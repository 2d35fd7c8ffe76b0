//! Structural hashing, equality, and diversity messages
//!
//! Hashes are djb2 over 64 bits, folded bottom-up. A node contributes its
//! macro, its data values, and the offsets of its inner labels. Outer label
//! targets, unique tags, and self references never enter a hash, so clones
//! that differ only there hash alike.

use super::container::Genome;
use super::edge::LabelKind;
use super::node::MacroNode;
use super::section_graph::SectionGraph;
use super::slice::Slice;
use super::subgraph::SubsectionGraph;
use crate::context::EngineConfig;
use crate::grammar::ParameterKind;
use std::collections::HashMap;
use std::ops::{AddAssign, SubAssign};

pub const HASH_SEED: u64 = 5381;

pub fn djb_bytes(mut hash: u64, bytes: &[u8]) -> u64 {
    for &b in bytes {
        hash = (hash << 5).wrapping_add(hash) ^ b as u64;
    }
    hash
}

pub fn djb_str(hash: u64, text: &str) -> u64 {
    djb_bytes(hash, text.as_bytes())
}

/// Fold a 64-bit value, least significant byte first
pub fn djb_u64(hash: u64, value: u64) -> u64 {
    djb_bytes(hash, &value.to_le_bytes())
}

/// What the hash is for
#[derive(Debug, Clone, Copy, PartialEq, Eq)]
pub enum HashPurpose {
    /// Exact values; used for equality
    Genotype,
    /// Float values bucketed into the given number of quanta; used for
    /// diversity
    Entropy(u32),
}

/// Offset of every inner label, in parameter order
fn inner_offsets(node: &MacroNode, slice: Option<(&Slice, usize)>) -> Vec<Option<isize>> {
    node.edges()
        .iter()
        .filter(|e| e.kind() == LabelKind::Inner)
        .map(|edge| match (edge.target(), slice) {
            (Some(target), Some((slice, position))) => slice.offset(position, target),
            _ => edge.hint().and_then(|h| h.offset),
        })
        .collect()
}

fn node_hash(node: &MacroNode, slice: Option<(&Slice, usize)>, purpose: HashPurpose) -> u64 {
    let def = node.def();
    let mut hash = djb_str(HASH_SEED, &def.path);
    let mut offsets = inner_offsets(node, slice).into_iter();
    for param in &def.parameters {
        match &param.kind {
            ParameterKind::Data(ty) => {
                let value = node.tag(&param.name).map(|t| t.value.as_str()).unwrap_or("");
                let text = match purpose {
                    HashPurpose::Genotype => value.to_string(),
                    HashPurpose::Entropy(quanta) => ty.quantize(value, quanta),
                };
                hash = djb_str(hash, &format!("{}={}", param.name, text));
            }
            ParameterKind::InnerLabel(_) => {
                let text = match offsets.next().flatten() {
                    Some(offset) => format!("{}@{}", param.name, offset),
                    None => format!("{}@?", param.name),
                };
                hash = djb_str(hash, &text);
            }
            ParameterKind::OuterLabel { .. } | ParameterKind::UniqueTag | ParameterKind::SelfRef => {}
        }
    }
    hash
}

/// Same macro, same data values, same inner offsets
fn same_node(a: &MacroNode, a_slice: Option<(&Slice, usize)>, b: &MacroNode, b_slice: Option<(&Slice, usize)>) -> bool {
    if a.def().path != b.def().path {
        return false;
    }
    for param in &a.def().parameters {
        if let ParameterKind::Data(_) = param.kind {
            if a.tag(&param.name).map(|t| &t.value) != b.tag(&param.name).map(|t| &t.value) {
                return false;
            }
        }
    }
    inner_offsets(a, a_slice) == inner_offsets(b, b_slice)
}

impl Slice {
    pub fn node_hash(&self, position: usize, purpose: HashPurpose) -> u64 {
        node_hash(self.node(position), Some((self, position)), purpose)
    }
}

impl SubsectionGraph {
    pub fn hash(&self, purpose: HashPurpose) -> u64 {
        let slice = self.slice();
        (0..slice.len()).fold(HASH_SEED, |h, p| djb_u64(h, slice.node_hash(p, purpose)))
    }

    fn same_structure(&self, other: &Self) -> bool {
        let (a, b) = (self.slice(), other.slice());
        self.def().section == other.def().section
            && self.def().name == other.def().name
            && a.len() == b.len()
            && (0..a.len()).all(|p| same_node(a.node(p), Some((a, p)), b.node(p), Some((b, p))))
    }

    /// Hash comparison first, full structural comparison on a match
    pub fn equals(&self, other: &Self) -> bool {
        self.hash(HashPurpose::Genotype) == other.hash(HashPurpose::Genotype) && self.same_structure(other)
    }
}

impl SectionGraph {
    pub fn hash(&self, purpose: HashPurpose) -> u64 {
        let mut hash = djb_u64(HASH_SEED, node_hash(self.prologue(), None, purpose));
        for subgraph in self.subgraphs() {
            hash = djb_u64(hash, subgraph.hash(purpose));
        }
        djb_u64(hash, node_hash(self.epilogue(), None, purpose))
    }

    fn same_structure(&self, other: &Self) -> bool {
        self.def().name == other.def().name
            && same_node(self.prologue(), None, other.prologue(), None)
            && same_node(self.epilogue(), None, other.epilogue(), None)
            && self.subgraphs().len() == other.subgraphs().len()
            && self
                .subgraphs()
                .iter()
                .zip(other.subgraphs())
                .all(|(a, b)| a.same_structure(b))
    }

    pub fn equals(&self, other: &Self) -> bool {
        self.hash(HashPurpose::Genotype) == other.hash(HashPurpose::Genotype) && self.same_structure(other)
    }
}

impl Genome {
    pub fn hash(&self, purpose: HashPurpose) -> u64 {
        let mut hash = djb_u64(HASH_SEED, node_hash(self.prologue(), None, purpose));
        for section in self.sections() {
            hash = djb_u64(hash, section.hash(purpose));
        }
        djb_u64(hash, node_hash(self.epilogue(), None, purpose))
    }

    pub fn equals(&self, other: &Self) -> bool {
        if self.hash(HashPurpose::Genotype) != other.hash(HashPurpose::Genotype) {
            return false;
        }
        self.grammar().name == other.grammar().name
            && same_node(self.prologue(), None, other.prologue(), None)
            && same_node(self.epilogue(), None, other.epilogue(), None)
            && self.sections().len() == other.sections().len()
            && self
                .sections()
                .iter()
                .zip(other.sections())
                .all(|(a, b)| a.same_structure(b))
    }

    /// Diversity symbols of this individual
    ///
    /// Per section, one sequence of subgraph hashes and one of node hashes,
    /// each expanded into positional symbols and n-grams.
    pub fn diversity_message(&self, config: &EngineConfig) -> Message {
        let purpose = HashPurpose::Entropy(config.entropy_quanta);
        let mut message = Message::new();
        for section in self.sections() {
            let subgraphs: Vec<u64> = section.subgraphs().iter().map(|g| g.hash(purpose)).collect();
            let nodes: Vec<u64> = section
                .subgraphs()
                .iter()
                .flat_map(|g| {
                    let slice = g.slice();
                    (0..slice.len()).map(move |p| slice.node_hash(p, purpose))
                })
                .collect();
            message.extend_sequence(&subgraphs, config.max_ngram);
            message.extend_sequence(&nodes, config.max_ngram);
        }
        message
    }
}

/// A multiset of symbols
#[derive(Debug, Clone, Default, PartialEq)]
pub struct Message {
    symbols: HashMap<u64, u64>,
    total: u64,
}

impl Message {
    pub fn new() -> Self {
        Self::default()
    }

    pub fn insert(&mut self, symbol: u64) {
        *self.symbols.entry(symbol).or_insert(0) += 1;
        self.total += 1;
    }

    /// Positional symbols plus every n-gram up to `max_ngram`
    pub fn extend_sequence(&mut self, sequence: &[u64], max_ngram: usize) {
        for (i, &h) in sequence.iter().enumerate() {
            self.insert(djb_u64(h, i as u64));
        }
        for n in 2..=max_ngram {
            for window in sequence.windows(n) {
                let gram = window[1..].iter().fold(window[0], |h, &x| djb_u64(h, x));
                self.insert(gram);
            }
        }
    }

    pub fn from_sequence(sequence: &[u64], max_ngram: usize) -> Self {
        let mut message = Self::new();
        message.extend_sequence(sequence, max_ngram);
        message
    }

    /// Number of symbols, duplicates counted
    pub fn len(&self) -> u64 {
        self.total
    }

    pub fn is_empty(&self) -> bool {
        self.total == 0
    }

    pub fn distinct(&self) -> usize {
        self.symbols.len()
    }

    pub fn count(&self, symbol: u64) -> u64 {
        self.symbols.get(&symbol).copied().unwrap_or(0)
    }

    /// Shannon entropy in nats
    pub fn entropy(&self) -> f64 {
        if self.total == 0 {
            return 0.0;
        }
        let total = self.total as f64;
        -self
            .symbols
            .values()
            .map(|&n| {
                let p = n as f64 / total;
                p * p.ln()
            })
            .sum::<f64>()
    }

    /// Entropy lost if `individual` were taken out of this population
    pub fn delta_entropy(&self, individual: &Message) -> f64 {
        let mut rest = self.clone();
        rest -= individual;
        self.entropy() - rest.entropy()
    }
}

impl AddAssign<&Message> for Message {
    fn add_assign(&mut self, other: &Message) {
        for (&symbol, &n) in &other.symbols {
            *self.symbols.entry(symbol).or_insert(0) += n;
        }
        self.total += other.total;
    }
}

impl SubAssign<&Message> for Message {
    fn sub_assign(&mut self, other: &Message) {
        for (&symbol, &n) in &other.symbols {
            if let Some(mine) = self.symbols.get_mut(&symbol) {
                let removed = n.min(*mine);
                *mine -= removed;
                self.total -= removed;
                if *mine == 0 {
                    self.symbols.remove(&symbol);
                }
            }
        }
    }
}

-=-=-

- Required action:
Lines of the material in which the word "match" occurs are to be copied out.

- Answer for this exercise:
        .map(|edge| match (edge.target(), slice) {
        match &param.kind {
                let text = match purpose {
                let text = match offsets.next().flatten() {
    /// Hash comparison first, full structural comparison on a match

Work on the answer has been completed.